(Beginning of RECORD SET)

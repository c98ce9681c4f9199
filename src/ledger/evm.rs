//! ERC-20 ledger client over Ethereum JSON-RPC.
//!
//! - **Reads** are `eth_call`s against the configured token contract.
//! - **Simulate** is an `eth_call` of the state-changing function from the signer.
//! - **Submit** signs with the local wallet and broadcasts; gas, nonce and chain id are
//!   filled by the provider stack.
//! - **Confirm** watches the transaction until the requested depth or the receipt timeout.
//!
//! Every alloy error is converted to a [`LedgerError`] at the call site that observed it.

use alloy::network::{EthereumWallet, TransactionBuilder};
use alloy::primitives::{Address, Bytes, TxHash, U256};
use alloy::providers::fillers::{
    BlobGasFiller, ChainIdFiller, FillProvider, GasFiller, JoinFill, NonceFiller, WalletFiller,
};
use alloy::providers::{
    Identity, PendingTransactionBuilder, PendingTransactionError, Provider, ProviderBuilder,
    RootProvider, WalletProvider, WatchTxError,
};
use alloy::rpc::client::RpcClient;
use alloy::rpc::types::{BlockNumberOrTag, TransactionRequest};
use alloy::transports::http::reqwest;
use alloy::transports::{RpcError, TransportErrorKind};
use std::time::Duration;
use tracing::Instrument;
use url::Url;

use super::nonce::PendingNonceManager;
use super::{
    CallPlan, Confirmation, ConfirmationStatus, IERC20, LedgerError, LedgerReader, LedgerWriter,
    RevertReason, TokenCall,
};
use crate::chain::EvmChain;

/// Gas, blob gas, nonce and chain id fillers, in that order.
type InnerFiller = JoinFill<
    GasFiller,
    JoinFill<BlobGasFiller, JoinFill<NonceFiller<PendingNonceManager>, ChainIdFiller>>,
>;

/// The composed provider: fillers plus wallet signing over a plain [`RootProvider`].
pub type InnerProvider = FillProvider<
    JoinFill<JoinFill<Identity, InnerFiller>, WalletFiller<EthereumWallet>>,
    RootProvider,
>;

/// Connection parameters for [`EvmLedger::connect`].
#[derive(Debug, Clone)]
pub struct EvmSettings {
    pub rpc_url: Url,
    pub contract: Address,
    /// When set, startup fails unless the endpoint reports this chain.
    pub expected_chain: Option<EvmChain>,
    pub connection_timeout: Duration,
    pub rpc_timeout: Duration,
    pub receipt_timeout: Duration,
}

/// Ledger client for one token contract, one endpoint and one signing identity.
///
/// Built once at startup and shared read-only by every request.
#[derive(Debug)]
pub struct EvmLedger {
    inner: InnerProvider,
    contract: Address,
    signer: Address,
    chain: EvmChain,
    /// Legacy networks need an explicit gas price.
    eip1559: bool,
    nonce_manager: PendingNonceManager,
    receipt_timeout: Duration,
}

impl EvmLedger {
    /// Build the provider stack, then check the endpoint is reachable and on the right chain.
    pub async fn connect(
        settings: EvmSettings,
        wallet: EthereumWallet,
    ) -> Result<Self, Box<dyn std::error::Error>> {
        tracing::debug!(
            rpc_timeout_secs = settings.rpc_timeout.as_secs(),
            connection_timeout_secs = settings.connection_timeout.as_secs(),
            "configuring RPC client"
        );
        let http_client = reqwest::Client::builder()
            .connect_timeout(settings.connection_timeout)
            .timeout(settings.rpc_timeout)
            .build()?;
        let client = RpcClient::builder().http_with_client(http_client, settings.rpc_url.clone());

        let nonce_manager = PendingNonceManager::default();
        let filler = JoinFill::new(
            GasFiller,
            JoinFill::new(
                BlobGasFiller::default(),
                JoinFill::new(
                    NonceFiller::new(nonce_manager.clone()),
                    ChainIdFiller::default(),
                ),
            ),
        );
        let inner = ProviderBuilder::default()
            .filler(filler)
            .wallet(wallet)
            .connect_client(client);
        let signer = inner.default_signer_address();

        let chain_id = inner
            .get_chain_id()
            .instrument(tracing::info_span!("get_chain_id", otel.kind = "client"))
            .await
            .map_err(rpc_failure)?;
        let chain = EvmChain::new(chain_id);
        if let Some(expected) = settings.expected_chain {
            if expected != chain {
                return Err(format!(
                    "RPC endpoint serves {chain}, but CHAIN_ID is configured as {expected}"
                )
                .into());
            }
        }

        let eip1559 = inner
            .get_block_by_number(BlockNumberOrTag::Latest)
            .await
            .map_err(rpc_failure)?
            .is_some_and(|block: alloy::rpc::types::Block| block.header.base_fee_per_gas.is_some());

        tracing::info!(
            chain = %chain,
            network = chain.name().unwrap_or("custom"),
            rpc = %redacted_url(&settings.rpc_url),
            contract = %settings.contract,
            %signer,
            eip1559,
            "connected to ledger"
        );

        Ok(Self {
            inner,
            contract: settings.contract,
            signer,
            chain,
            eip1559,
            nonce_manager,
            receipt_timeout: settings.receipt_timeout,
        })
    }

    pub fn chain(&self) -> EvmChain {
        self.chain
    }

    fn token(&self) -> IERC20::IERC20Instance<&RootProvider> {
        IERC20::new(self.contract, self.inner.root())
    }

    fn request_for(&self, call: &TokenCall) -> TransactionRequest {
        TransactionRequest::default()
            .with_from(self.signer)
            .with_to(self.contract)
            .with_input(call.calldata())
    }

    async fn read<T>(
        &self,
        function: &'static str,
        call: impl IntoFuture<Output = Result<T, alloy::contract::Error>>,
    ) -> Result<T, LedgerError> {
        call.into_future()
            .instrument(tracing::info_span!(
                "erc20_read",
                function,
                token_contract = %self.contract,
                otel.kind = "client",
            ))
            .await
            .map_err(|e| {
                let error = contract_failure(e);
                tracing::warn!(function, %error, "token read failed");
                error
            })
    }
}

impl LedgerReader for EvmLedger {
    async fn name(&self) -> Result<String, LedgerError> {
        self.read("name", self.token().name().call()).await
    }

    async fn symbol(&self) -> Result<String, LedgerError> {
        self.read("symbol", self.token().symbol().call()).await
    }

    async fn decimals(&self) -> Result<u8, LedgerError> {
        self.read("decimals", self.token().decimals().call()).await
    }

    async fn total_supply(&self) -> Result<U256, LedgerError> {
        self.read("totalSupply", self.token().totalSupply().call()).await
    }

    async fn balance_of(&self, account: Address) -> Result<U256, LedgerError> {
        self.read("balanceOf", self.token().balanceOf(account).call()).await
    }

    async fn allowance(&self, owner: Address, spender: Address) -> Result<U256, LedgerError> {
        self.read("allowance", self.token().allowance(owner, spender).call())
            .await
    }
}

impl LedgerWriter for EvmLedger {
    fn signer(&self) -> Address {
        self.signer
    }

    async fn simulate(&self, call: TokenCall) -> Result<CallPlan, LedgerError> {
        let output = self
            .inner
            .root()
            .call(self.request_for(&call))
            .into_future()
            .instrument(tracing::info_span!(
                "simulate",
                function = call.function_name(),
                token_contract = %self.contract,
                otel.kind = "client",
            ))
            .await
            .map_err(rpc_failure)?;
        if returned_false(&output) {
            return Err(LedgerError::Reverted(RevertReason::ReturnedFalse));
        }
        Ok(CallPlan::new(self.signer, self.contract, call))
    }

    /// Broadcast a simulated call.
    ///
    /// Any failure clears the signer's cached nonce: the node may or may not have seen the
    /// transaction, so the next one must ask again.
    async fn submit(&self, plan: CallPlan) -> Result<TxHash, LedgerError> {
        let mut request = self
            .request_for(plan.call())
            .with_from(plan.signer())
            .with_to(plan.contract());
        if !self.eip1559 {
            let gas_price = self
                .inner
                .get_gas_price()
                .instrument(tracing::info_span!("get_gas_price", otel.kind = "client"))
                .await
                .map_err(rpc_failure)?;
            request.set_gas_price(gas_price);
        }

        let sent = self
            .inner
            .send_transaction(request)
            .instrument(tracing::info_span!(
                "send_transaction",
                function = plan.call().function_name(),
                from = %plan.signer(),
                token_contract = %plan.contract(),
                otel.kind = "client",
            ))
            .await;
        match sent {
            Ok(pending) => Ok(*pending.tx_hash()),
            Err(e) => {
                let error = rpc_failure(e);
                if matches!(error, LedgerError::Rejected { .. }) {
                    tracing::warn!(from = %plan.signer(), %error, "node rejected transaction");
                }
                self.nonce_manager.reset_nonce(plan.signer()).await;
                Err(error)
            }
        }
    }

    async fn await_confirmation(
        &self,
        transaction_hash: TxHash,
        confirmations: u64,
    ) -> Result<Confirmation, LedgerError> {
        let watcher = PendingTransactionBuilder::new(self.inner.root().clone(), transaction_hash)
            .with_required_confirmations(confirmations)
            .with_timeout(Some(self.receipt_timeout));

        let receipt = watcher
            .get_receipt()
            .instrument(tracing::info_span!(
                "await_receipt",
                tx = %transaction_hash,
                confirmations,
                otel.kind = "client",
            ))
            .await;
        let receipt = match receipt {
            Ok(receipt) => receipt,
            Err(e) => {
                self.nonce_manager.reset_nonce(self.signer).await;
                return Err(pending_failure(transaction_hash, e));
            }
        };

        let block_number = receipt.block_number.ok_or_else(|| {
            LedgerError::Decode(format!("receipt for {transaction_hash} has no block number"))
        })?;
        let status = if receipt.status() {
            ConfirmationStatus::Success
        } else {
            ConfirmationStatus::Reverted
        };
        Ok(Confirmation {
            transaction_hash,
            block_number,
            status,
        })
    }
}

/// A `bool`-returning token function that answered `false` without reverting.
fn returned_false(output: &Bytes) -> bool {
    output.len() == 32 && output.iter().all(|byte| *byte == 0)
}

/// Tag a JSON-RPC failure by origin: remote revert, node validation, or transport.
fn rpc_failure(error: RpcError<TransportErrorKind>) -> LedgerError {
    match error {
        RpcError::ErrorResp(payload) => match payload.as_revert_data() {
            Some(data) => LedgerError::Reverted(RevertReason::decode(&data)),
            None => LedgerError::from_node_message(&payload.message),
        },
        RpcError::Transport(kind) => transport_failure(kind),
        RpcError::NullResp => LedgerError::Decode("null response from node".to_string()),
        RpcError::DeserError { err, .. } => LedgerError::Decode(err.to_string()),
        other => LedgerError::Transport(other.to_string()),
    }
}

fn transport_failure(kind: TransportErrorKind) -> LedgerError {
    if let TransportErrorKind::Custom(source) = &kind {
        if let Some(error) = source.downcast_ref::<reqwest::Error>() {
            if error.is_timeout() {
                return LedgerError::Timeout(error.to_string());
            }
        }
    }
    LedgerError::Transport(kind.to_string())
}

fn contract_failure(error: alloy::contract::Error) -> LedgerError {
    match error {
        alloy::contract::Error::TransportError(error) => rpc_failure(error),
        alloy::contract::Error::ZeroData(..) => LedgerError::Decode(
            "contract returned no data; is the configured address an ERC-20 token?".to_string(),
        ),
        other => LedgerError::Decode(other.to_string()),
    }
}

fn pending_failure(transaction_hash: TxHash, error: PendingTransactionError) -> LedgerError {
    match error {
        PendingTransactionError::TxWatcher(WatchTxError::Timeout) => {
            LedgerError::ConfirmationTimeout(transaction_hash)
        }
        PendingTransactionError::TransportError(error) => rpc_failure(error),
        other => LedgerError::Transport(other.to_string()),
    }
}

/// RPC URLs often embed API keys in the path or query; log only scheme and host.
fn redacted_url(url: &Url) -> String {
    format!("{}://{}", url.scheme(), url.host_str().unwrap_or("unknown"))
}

(End of RECORD SET)

WHAT TO DO: Reproduce every line of the entries above, unchanged, from the very first one down to and including the line containing "the provider stack.".

REPLY TO THE EXERCISE:
repository c98ce9681c4f9199
filename src/ledger/evm.rs
//! ERC-20 ledger client over Ethereum JSON-RPC.
//!
//! - **Reads** are `eth_call`s against the configured token contract.
//! - **Simulate** is an `eth_call` of the state-changing function from the signer.
//! - **Submit** signs with the local wallet and broadcasts; gas, nonce and chain id are
//!   filled by the provider stack.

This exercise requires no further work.